Admissibility Rather than Privilege

But how much is in fact left of the privilege after account is taken of all the situations for which privilege is claimed but does not apply or, if it applied when the document or communication was first made, has since been forfeited? Such forfeiture is inappropriately called “waiver.” Waiver connotes a knowing, intentional, and voluntary act. In the context of the attorney-client privilege, waiver happens by operation of the law and is virtually never knowing, intentional, or voluntary. How often do lawyers ask themselves or consult with clients as to whether the game of judicially blessed privilege protection is ever worth the strategic candle of what is being protected? Is what lawyers are so assiduously protecting and litigating until the cows have long since come home and been milked, fed, and stabled in fact worth all the effort and cost? Something has surely become quite disproportionate, although the remedy is not self-evident.

How many of those documents, so assiduously battled over, must in fact be kept confidential lest they harm the client? How little really needs protecting, other than the lawyer’s and management’s rear ends, is demonstrated by the alacrity with which parties are entering into “clawback” agreements. These contractual agreements, sanctioned by and often enshrined in court discovery orders, provide that forfeiture (waiver) of a privileged document will not occur if it is inadvertently produced.
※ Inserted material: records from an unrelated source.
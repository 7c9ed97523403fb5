// ━━━━━━━━━━━━━━━━━━━━━━━━━━━━━━━━━━━━━━━━━━━━━━━━━━━━━━━━━━━━━━━━━━━━━━━━━━
// FARM POWER MANAGER (FPM) - CORE MODULE
//
// Shared vocabulary for every fpm crate:
// - Ledger snapshots of node power target/state and farm membership
// - The peer power request wire value and power change events
// - The closed error taxonomy used across reconciliation and the HTTP API
// - Timing constants and the heartbeat nudge policy
// - Capability traits for every external collaborator
// ━━━━━━━━━━━━━━━━━━━━━━━━━━━━━━━━━━━━━━━━━━━━━━━━━━━━━━━━━━━━━━━━━━━━━━━━━━

pub mod config;
pub mod error;
pub mod timing;
pub mod traits;
pub mod types;

pub use config::NodeConfig;
pub use error::{ErrorKind, PowerError, Result};
pub use timing::{unix_now, Timing};
pub use traits::{
    EventFeed, EventStream, LeaderOracle, Ledger, LinkProbe, PeerPower, PowerControl,
    PublicConfigSource, RequestVerifier, UptimeReporter, Waker,
};
pub use types::{
    EventTarget, FarmId, InboundRequest, Interface, NodeId, NodePower, NodeRecord,
    PowerChangeEvent, PowerRequest, PowerState, PowerTarget, SelfInfo, DOWN_TARGET,
};

/// Fixed control port every agent listens on for `/self` and `/power`.
pub const CONTROL_PORT: u16 = 8039;

/// Bridge carrying the control-plane LAN (WoL, direct-link checks, peer requests).
pub const DEFAULT_CONTROL_INTERFACE: &str = "zos";
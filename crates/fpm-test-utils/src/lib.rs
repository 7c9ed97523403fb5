#![cfg_attr(not(test), deny(clippy::unwrap_used, clippy::expect_used))]

//! # FPM Test Utilities
//!
//! In-memory ledger, a test-driven event feed and recording doubles for the
//! host and network capabilities the power orchestrator consumes.

pub mod doubles;
pub mod feed;
pub mod ledger;

pub use doubles::{
    HostAction, ReadyUptime, RecordingHost, RecordingPeers, RecordingWaker, SentRequest,
    StaticProbe, StaticPublicConfig,
};
pub use feed::ChannelEventFeed;
pub use ledger::MemoryLedger;

use fpm_core::{
    unix_now, FarmId, Interface, NodeId, NodePower, NodeRecord, PowerState, PowerTarget,
};
use std::sync::{Mutex, MutexGuard};

pub(crate) fn safe_lock<T>(mutex: &Mutex<T>) -> MutexGuard<'_, T> {
    match mutex.lock() {
        Ok(guard) => guard,
        Err(poisoned) => poisoned.into_inner(),
    }
}

/// An up node with a fresh heartbeat and one `zos` interface.
///
/// Node `n` gets MAC `02:00:00:00:HH:LL` and IP `10.0.HH.LL`.
pub fn node_record(id: u32, farm: u32) -> NodeRecord {
    let hi = (id >> 8) & 0xff;
    let lo = id & 0xff;
    NodeRecord {
        id: NodeId(id),
        farm_id: FarmId(farm),
        public_key: String::new(),
        interfaces: vec![Interface {
            name: "zos".into(),
            mac: format!("02:00:00:00:{:02x}:{:02x}", hi, lo),
            ips: vec![format!("10.0.{}.{}", hi, lo)],
        }],
        power: NodePower {
            target: PowerTarget::Up,
            state: PowerState::Up,
            last_up_time: unix_now(),
        },
    }
}
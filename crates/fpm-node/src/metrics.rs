// ━━━━━━━━━━━━━━━━━━━━━━━━━━━━━━━━━━━━━━━━━━━━━━━━━━━━━━━━━━━━━━━━━━━━━━━━━━
// FARM POWER MANAGER (FPM) - METRICS MODULE
//
// Prometheus counters for the reconciliation loops and the control API.
// Exposed in text format via the /metrics endpoint.
// ━━━━━━━━━━━━━━━━━━━━━━━━━━━━━━━━━━━━━━━━━━━━━━━━━━━━━━━━━━━━━━━━━━━━━━━━━━

use prometheus::{Encoder, IntCounter, IntCounterVec, IntGauge, Opts, Registry, TextEncoder};
use std::sync::Arc;

pub struct PowerMetrics {
    registry: Registry,

    // Neighbor actions
    pub wake_packets_total: IntCounter,
    pub wake_failures_total: IntCounter,
    pub power_down_requests_total: IntCounter,

    // Event stream
    pub events_processed_total: IntCounter,
    pub stream_reconnects_total: IntCounter,

    // Full sync
    pub full_sync_runs_total: IntCounter,
    pub full_sync_failures_total: IntCounter,
    pub farm_nodes: IntGauge,

    // Control API
    /// Rejected `/power` requests, by HTTP status
    pub api_rejections_total: IntCounterVec,
}

fn counter(registry: &Registry, name: &str, help: &str) -> prometheus::Result<IntCounter> {
    let c = IntCounter::with_opts(Opts::new(name, help))?;
    registry.register(Box::new(c.clone()))?;
    Ok(c)
}

impl PowerMetrics {
    pub fn new() -> Result<Arc<Self>, Box<dyn std::error::Error>> {
        let registry = Registry::new();

        let wake_packets_total = counter(
            &registry,
            "fpm_wake_packets_total",
            "Wake-on-LAN packets sent to neighbors",
        )?;
        let wake_failures_total = counter(
            &registry,
            "fpm_wake_failures_total",
            "Wake-on-LAN attempts that failed locally",
        )?;
        let power_down_requests_total = counter(
            &registry,
            "fpm_power_down_requests_total",
            "Power-down requests sent to directly attached neighbors",
        )?;
        let events_processed_total = counter(
            &registry,
            "fpm_events_processed_total",
            "Power change events received from the feed",
        )?;
        let stream_reconnects_total = counter(
            &registry,
            "fpm_stream_reconnects_total",
            "Times the power event stream was re-established",
        )?;
        let full_sync_runs_total =
            counter(&registry, "fpm_full_sync_runs_total", "Completed full farm syncs")?;
        let full_sync_failures_total = counter(
            &registry,
            "fpm_full_sync_failures_total",
            "Full farm syncs aborted because the farm could not be listed",
        )?;

        let farm_nodes = IntGauge::with_opts(Opts::new(
            "fpm_farm_nodes",
            "Nodes listed in the farm at the last full sync",
        ))?;
        registry.register(Box::new(farm_nodes.clone()))?;

        let api_rejections_total = IntCounterVec::new(
            Opts::new("fpm_api_rejections_total", "Rejected power requests"),
            &["code"],
        )?;
        registry.register(Box::new(api_rejections_total.clone()))?;

        Ok(Arc::new(Self {
            registry,
            wake_packets_total,
            wake_failures_total,
            power_down_requests_total,
            events_processed_total,
            stream_reconnects_total,
            full_sync_runs_total,
            full_sync_failures_total,
            farm_nodes,
            api_rejections_total,
        }))
    }

    pub fn reject(&self, code: u16) {
        self.api_rejections_total
            .with_label_values(&[&code.to_string()])
            .inc();
    }

    /// Export metrics in Prometheus text format
    pub fn export(&self) -> Result<String, Box<dyn std::error::Error>> {
        let encoder = TextEncoder::new();
        let metric_families = self.registry.gather();
        let mut buffer = Vec::new();
        encoder.encode(&metric_families, &mut buffer)?;
        Ok(String::from_utf8(buffer)?)
    }
}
Also, given the costs involved in conducting privilege reviews, some clients are choosing to conduct discovery without a privilege review, in the expectation that privileged documents will not be admissible as evidence even if produced.

I would suggest that lawyers are de facto answering my question with these clawback agreements. They are forgoing the fight about discovery and are instead engaging in a fight about a given document’s admissibility.
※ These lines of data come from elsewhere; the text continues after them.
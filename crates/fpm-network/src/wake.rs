//! Wake-on-LAN.

use async_trait::async_trait;
use fpm_core::{NodeRecord, PowerError, Result, Waker};
use std::net::{Ipv4Addr, SocketAddr, SocketAddrV4};
use std::path::Path;
use tokio::net::UdpSocket;
use tokio::process::Command;

pub const MAC_LEN: usize = 6;
pub const MAGIC_PACKET_LEN: usize = 6 + 16 * MAC_LEN;

/// Discard port conventionally used for magic packets.
pub const WOL_PORT: u16 = 9;

/// Parse `aa:bb:cc:dd:ee:ff` (or dash separated).
pub fn parse_mac(mac: &str) -> Result<[u8; MAC_LEN]> {
    let invalid = || PowerError::Validation(format!("invalid mac address: {}", mac));

    let parts: Vec<&str> = mac.split(|c| c == ':' || c == '-').collect();
    if parts.len() != MAC_LEN {
        return Err(invalid());
    }

    let mut out = [0u8; MAC_LEN];
    for (byte, part) in out.iter_mut().zip(parts) {
        if part.len() != 2 {
            return Err(invalid());
        }
        *byte = u8::from_str_radix(part, 16).map_err(|_| invalid())?;
    }
    Ok(out)
}

/// Six 0xFF bytes followed by the MAC repeated sixteen times.
pub fn magic_packet(mac: &[u8; MAC_LEN]) -> [u8; MAGIC_PACKET_LEN] {
    let mut packet = [0xFFu8; MAGIC_PACKET_LEN];
    for chunk in packet[MAC_LEN..].chunks_exact_mut(MAC_LEN) {
        chunk.copy_from_slice(mac);
    }
    packet
}

pub struct WakeTrigger {
    /// Interface whose MAC is looked up in the node record.
    interface: String,
    /// Device the socket is pinned to, if any.
    device: Option<String>,
    destination: SocketAddr,
}

impl WakeTrigger {
    /// Broadcast magic packets out of `interface`.
    pub fn new(interface: &str) -> Self {
        Self {
            interface: interface.to_string(),
            device: Some(interface.to_string()),
            destination: SocketAddr::V4(SocketAddrV4::new(Ipv4Addr::BROADCAST, WOL_PORT)),
        }
    }

    /// Send to a fixed address without pinning the socket to a device.
    pub fn with_destination(interface: &str, destination: SocketAddr) -> Self {
        Self {
            interface: interface.to_string(),
            device: None,
            destination,
        }
    }

    pub async fn send_magic(&self, mac: &[u8; MAC_LEN]) -> Result<()> {
        let bind: SocketAddr = if self.destination.is_ipv4() {
            (Ipv4Addr::UNSPECIFIED, 0).into()
        } else {
            (std::net::Ipv6Addr::UNSPECIFIED, 0).into()
        };
        let socket = UdpSocket::bind(bind)
            .await
            .map_err(|e| PowerError::Capability(format!("failed to open wol socket: {}", e)))?;
        socket
            .set_broadcast(true)
            .map_err(|e| PowerError::Capability(format!("failed to enable broadcast: {}", e)))?;

        if let Some(device) = &self.device {
            bind_to_device(&socket, device)?;
        }

        socket
            .send_to(&magic_packet(mac), self.destination)
            .await
            .map_err(|e| PowerError::Capability(format!("failed to send wol packet: {}", e)))?;
        Ok(())
    }
}

#[async_trait]
impl Waker for WakeTrigger {
    async fn power_up(&self, node: &NodeRecord) -> Result<()> {
        let inf = node.interface(&self.interface).ok_or_else(|| {
            PowerError::Capability(format!("can't find mac address of node {}", node.id))
        })?;
        let mac = parse_mac(&inf.mac)?;

        tracing::debug!(node = %node.id, mac = %inf.mac, "sending wake-on-lan packet");
        self.send_magic(&mac).await
    }
}

#[cfg(target_os = "linux")]
fn bind_to_device(socket: &UdpSocket, device: &str) -> Result<()> {
    use std::os::fd::AsRawFd;

    let name = device.as_bytes();
    // SAFETY: fd is owned by `socket` and stays open; the option value points
    // at `name` which outlives the call.
    let rc = unsafe {
        libc::setsockopt(
            socket.as_raw_fd(),
            libc::SOL_SOCKET,
            libc::SO_BINDTODEVICE,
            name.as_ptr() as *const libc::c_void,
            name.len() as libc::socklen_t,
        )
    };
    if rc != 0 {
        return Err(PowerError::Capability(format!(
            "failed to bind wol socket to {}: {}",
            device,
            std::io::Error::last_os_error()
        )));
    }
    Ok(())
}

#[cfg(not(target_os = "linux"))]
fn bind_to_device(_socket: &UdpSocket, device: &str) -> Result<()> {
    Err(PowerError::Capability(format!(
        "binding to device {} is not supported on this platform",
        device
    )))
}

/// Enable magic-packet wake on every NIC enslaved to `bridge`.
pub async fn enable_wol(bridge: &str) -> Result<Vec<String>> {
    enable_wol_in(Path::new("/sys"), bridge).await
}

/// Like [`enable_wol`] with an explicit sysfs root.
///
/// A missing bridge is fatal; a NIC that refuses the setting is only logged.
pub async fn enable_wol_in(sys_root: &Path, bridge: &str) -> Result<Vec<String>> {
    let brif = sys_root.join("class/net").join(bridge).join("brif");
    let entries = std::fs::read_dir(&brif).map_err(|e| {
        PowerError::Fatal(format!("failed to list nics of bridge {}: {}", bridge, e))
    })?;

    let mut nics: Vec<String> = entries
        .filter_map(|entry| entry.ok())
        .map(|entry| entry.file_name().to_string_lossy().into_owned())
        .collect();
    nics.sort();

    for nic in &nics {
        match Command::new("ethtool")
            .args(["-s", nic, "wol", "g"])
            .output()
            .await
        {
            Ok(out) if out.status.success() => {
                tracing::info!(nic = %nic, "enabled wake-on-lan");
            }
            Ok(out) => {
                tracing::warn!(
                    nic = %nic,
                    stderr = %String::from_utf8_lossy(&out.stderr).trim(),
                    "failed to enable wake-on-lan"
                );
            }
            Err(e) => {
                tracing::warn!(nic = %nic, error = %e, "failed to run ethtool");
            }
        }
    }

    Ok(nics)
}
With it all, any objective observer cannot help but wonder at how extensive this type of “meta” litigation has become—namely, litigation not about the substance of a dispute but about ancillary matters—and further wonder whose purposes and interests most of this ancillary litigation serves.

Thus, I’d like to suggest a modest proposal:

  • Stop fighting about whether documents are protected by the attorney-client privilege and therefore not subject to discovery.
  • Make all documents subject to discovery pursuant to the universal use of “clawback” agreements, incorporated into discovery orders.
  • Explicitly reserve the right to object to the admissibility of any document even if it has been produced in discovery.
  • Change the battlefield from one over discovery to a far more limited one over admissible evidentiary use. If a document is really and genuinely a matter seeking the advice of an attorney, make the request for and the advice given inadmissible as evidence against the client, unless of course the fraud/crime exception is applicable or the client is relying on an “advice of counsel” defense.

Yes, it should be possible to litigate without the tail of privilege wagging the dog of discovery. Lest the purists shriek with horror at this modest proposal, remember that not too long ago, claims that some document was privilege-protected were few and far between in the federal and state courts.

If some of you think this is a dreadful idea, I’d love to hear from you as to why you think so.